Stored data

- - - -

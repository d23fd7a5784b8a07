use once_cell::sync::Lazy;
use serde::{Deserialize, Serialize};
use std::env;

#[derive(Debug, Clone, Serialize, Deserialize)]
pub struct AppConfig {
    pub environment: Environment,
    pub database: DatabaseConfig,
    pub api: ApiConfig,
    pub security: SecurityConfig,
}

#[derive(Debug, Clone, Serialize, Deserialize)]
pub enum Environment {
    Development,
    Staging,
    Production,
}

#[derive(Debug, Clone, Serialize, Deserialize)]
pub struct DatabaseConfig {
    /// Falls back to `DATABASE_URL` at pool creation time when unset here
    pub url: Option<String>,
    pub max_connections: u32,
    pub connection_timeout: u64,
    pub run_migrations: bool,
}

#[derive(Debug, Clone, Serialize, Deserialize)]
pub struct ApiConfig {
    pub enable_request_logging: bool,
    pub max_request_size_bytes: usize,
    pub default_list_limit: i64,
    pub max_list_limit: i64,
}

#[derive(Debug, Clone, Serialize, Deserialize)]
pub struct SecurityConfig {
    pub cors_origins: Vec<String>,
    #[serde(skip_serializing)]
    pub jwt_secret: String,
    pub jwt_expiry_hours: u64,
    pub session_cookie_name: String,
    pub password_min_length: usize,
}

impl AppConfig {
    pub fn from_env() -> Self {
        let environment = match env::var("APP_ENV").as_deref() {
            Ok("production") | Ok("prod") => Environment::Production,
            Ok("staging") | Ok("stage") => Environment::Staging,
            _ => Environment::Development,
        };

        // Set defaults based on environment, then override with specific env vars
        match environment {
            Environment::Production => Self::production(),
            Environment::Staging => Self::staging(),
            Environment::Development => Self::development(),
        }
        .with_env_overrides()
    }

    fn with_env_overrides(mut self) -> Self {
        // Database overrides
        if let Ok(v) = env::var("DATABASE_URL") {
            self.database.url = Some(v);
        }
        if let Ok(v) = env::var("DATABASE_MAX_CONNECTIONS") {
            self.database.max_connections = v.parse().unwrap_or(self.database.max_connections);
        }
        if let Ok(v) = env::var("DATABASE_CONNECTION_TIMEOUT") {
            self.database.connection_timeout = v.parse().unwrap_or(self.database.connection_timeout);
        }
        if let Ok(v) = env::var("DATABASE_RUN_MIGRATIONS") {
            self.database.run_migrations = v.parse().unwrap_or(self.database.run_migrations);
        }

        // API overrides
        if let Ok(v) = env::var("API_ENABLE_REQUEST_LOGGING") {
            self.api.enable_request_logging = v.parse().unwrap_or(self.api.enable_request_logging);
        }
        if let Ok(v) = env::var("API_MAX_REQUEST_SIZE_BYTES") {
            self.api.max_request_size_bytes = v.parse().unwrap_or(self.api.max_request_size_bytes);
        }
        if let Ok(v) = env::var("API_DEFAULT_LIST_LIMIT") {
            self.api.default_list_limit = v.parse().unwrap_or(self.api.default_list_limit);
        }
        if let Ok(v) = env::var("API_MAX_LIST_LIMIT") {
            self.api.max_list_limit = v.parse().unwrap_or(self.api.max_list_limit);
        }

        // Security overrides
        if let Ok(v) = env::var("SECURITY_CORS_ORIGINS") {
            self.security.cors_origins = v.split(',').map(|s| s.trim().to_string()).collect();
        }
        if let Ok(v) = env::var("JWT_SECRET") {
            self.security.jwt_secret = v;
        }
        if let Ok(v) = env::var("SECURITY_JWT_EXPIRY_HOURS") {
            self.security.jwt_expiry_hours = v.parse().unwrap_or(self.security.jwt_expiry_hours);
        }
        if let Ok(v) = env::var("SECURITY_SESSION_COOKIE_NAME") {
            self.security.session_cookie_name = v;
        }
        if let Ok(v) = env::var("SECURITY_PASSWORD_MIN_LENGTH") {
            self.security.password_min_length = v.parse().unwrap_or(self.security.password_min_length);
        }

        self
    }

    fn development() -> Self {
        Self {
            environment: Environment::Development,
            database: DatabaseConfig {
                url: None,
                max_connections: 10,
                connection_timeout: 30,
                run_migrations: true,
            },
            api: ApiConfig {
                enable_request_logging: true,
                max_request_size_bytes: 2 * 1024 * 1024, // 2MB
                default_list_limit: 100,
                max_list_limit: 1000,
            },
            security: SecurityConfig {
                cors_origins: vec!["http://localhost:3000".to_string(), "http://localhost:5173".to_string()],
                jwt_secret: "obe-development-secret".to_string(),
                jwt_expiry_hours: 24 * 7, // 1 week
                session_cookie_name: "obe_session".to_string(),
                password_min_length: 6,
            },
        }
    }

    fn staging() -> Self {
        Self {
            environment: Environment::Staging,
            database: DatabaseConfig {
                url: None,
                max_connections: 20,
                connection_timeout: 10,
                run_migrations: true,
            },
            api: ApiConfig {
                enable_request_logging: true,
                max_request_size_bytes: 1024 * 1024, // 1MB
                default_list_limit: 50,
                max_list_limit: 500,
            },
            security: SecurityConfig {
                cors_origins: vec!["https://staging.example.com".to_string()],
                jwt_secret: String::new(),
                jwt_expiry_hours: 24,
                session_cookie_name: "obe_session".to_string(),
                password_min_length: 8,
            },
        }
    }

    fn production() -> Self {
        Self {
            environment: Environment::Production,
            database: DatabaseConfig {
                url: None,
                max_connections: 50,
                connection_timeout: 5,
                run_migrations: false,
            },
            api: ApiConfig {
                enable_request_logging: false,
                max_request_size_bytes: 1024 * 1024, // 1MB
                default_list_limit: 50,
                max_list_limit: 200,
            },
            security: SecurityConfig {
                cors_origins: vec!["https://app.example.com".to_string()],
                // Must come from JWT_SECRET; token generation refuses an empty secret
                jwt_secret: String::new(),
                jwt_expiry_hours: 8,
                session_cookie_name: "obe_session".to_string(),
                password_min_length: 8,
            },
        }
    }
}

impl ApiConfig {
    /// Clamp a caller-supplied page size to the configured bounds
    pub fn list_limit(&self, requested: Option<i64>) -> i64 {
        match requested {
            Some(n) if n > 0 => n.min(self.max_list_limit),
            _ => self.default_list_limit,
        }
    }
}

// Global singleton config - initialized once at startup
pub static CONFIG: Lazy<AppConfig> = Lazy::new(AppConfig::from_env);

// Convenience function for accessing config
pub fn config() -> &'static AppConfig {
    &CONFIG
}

- - - -

Directions ::
A verbatim copy of all the records is required. Write it out in full.

Reply to the exercise ::
repository d23fd7a5784b8a07
use once_cell::sync::Lazy;
use serde::{Deserialize, Serialize};
use std::env;

#[derive(Debug, Clone, Serialize, Deserialize)]
pub struct AppConfig {
    pub environment: Environment,
    pub database: DatabaseConfig,
    pub api: ApiConfig,
    pub security: SecurityConfig,
}

#[derive(Debug, Clone, Serialize, Deserialize)]
pub enum Environment {
    Development,
    Staging,
    Production,
}

#[derive(Debug, Clone, Serialize, Deserialize)]
pub struct DatabaseConfig {
    /// Falls back to `DATABASE_URL` at pool creation time when unset here
    pub url: Option<String>,
    pub max_connections: u32,
    pub connection_timeout: u64,
    pub run_migrations: bool,
}

#[derive(Debug, Clone, Serialize, Deserialize)]
pub struct ApiConfig {
    pub enable_request_logging: bool,
    pub max_request_size_bytes: usize,
    pub default_list_limit: i64,
    pub max_list_limit: i64,
}

#[derive(Debug, Clone, Serialize, Deserialize)]
pub struct SecurityConfig {
    pub cors_origins: Vec<String>,
    #[serde(skip_serializing)]
    pub jwt_secret: String,
    pub jwt_expiry_hours: u64,
    pub session_cookie_name: String,
    pub password_min_length: usize,
}

impl AppConfig {
    pub fn from_env() -> Self {
        let environment = match env::var("APP_ENV").as_deref() {
            Ok("production") | Ok("prod") => Environment::Production,
            Ok("staging") | Ok("stage") => Environment::Staging,
            _ => Environment::Development,
        };

        // Set defaults based on environment, then override with specific env vars
        match environment {
            Environment::Production => Self::production(),
            Environment::Staging => Self::staging(),
            Environment::Development => Self::development(),
        }
        .with_env_overrides()
    }

    fn with_env_overrides(mut self) -> Self {
        // Database overrides
        if let Ok(v) = env::var("DATABASE_URL") {
            self.database.url = Some(v);
        }
        if let Ok(v) = env::var("DATABASE_MAX_CONNECTIONS") {
            self.database.max_connections = v.parse().unwrap_or(self.database.max_connections);
        }
        if let Ok(v) = env::var("DATABASE_CONNECTION_TIMEOUT") {
            self.database.connection_timeout = v.parse().unwrap_or(self.database.connection_timeout);
        }
        if let Ok(v) = env::var("DATABASE_RUN_MIGRATIONS") {
            self.database.run_migrations = v.parse().unwrap_or(self.database.run_migrations);
        }

        // API overrides
        if let Ok(v) = env::var("API_ENABLE_REQUEST_LOGGING") {
            self.api.enable_request_logging = v.parse().unwrap_or(self.api.enable_request_logging);
        }
        if let Ok(v) = env::var("API_MAX_REQUEST_SIZE_BYTES") {
            self.api.max_request_size_bytes = v.parse().unwrap_or(self.api.max_request_size_bytes);
        }
        if let Ok(v) = env::var("API_DEFAULT_LIST_LIMIT") {
            self.api.default_list_limit = v.parse().unwrap_or(self.api.default_list_limit);
        }
        if let Ok(v) = env::var("API_MAX_LIST_LIMIT") {
            self.api.max_list_limit = v.parse().unwrap_or(self.api.max_list_limit);
        }

        // Security overrides
        if let Ok(v) = env::var("SECURITY_CORS_ORIGINS") {
            self.security.cors_origins = v.split(',').map(|s| s.trim().to_string()).collect();
        }
        if let Ok(v) = env::var("JWT_SECRET") {
            self.security.jwt_secret = v;
        }
        if let Ok(v) = env::var("SECURITY_JWT_EXPIRY_HOURS") {
            self.security.jwt_expiry_hours = v.parse().unwrap_or(self.security.jwt_expiry_hours);
        }
        if let Ok(v) = env::var("SECURITY_SESSION_COOKIE_NAME") {
            self.security.session_cookie_name = v;
        }
        if let Ok(v) = env::var("SECURITY_PASSWORD_MIN_LENGTH") {
            self.security.password_min_length = v.parse().unwrap_or(self.security.password_min_length);
        }

        self
    }

    fn development() -> Self {
        Self {
            environment: Environment::Development,
            database: DatabaseConfig {
                url: None,
                max_connections: 10,
                connection_timeout: 30,
                run_migrations: true,
            },
            api: ApiConfig {
                enable_request_logging: true,
                max_request_size_bytes: 2 * 1024 * 1024, // 2MB
                default_list_limit: 100,
                max_list_limit: 1000,
            },
            security: SecurityConfig {
                cors_origins: vec!["http://localhost:3000".to_string(), "http://localhost:5173".to_string()],
                jwt_secret: "obe-development-secret".to_string(),
                jwt_expiry_hours: 24 * 7, // 1 week
                session_cookie_name: "obe_session".to_string(),
                password_min_length: 6,
            },
        }
    }

    fn staging() -> Self {
        Self {
            environment: Environment::Staging,
            database: DatabaseConfig {
                url: None,
                max_connections: 20,
                connection_timeout: 10,
                run_migrations: true,
            },
            api: ApiConfig {
                enable_request_logging: true,
                max_request_size_bytes: 1024 * 1024, // 1MB
                default_list_limit: 50,
                max_list_limit: 500,
            },
            security: SecurityConfig {
                cors_origins: vec!["https://staging.example.com".to_string()],
                jwt_secret: String::new(),
                jwt_expiry_hours: 24,
                session_cookie_name: "obe_session".to_string(),
                password_min_length: 8,
            },
        }
    }

    fn production() -> Self {
        Self {
            environment: Environment::Production,
            database: DatabaseConfig {
                url: None,
                max_connections: 50,
                connection_timeout: 5,
                run_migrations: false,
            },
            api: ApiConfig {
                enable_request_logging: false,
                max_request_size_bytes: 1024 * 1024, // 1MB
                default_list_limit: 50,
                max_list_limit: 200,
            },
            security: SecurityConfig {
                cors_origins: vec!["https://app.example.com".to_string()],
                // Must come from JWT_SECRET; token generation refuses an empty secret
                jwt_secret: String::new(),
                jwt_expiry_hours: 8,
                session_cookie_name: "obe_session".to_string(),
                password_min_length: 8,
            },
        }
    }
}

impl ApiConfig {
    /// Clamp a caller-supplied page size to the configured bounds
    pub fn list_limit(&self, requested: Option<i64>) -> i64 {
        match requested {
            Some(n) if n > 0 => n.min(self.max_list_limit),
            _ => self.default_list_limit,
        }
    }
}

// Global singleton config - initialized once at startup
pub static CONFIG: Lazy<AppConfig> = Lazy::new(AppConfig::from_env);

// Convenience function for accessing config
pub fn config() -> &'static AppConfig {
    &CONFIG
}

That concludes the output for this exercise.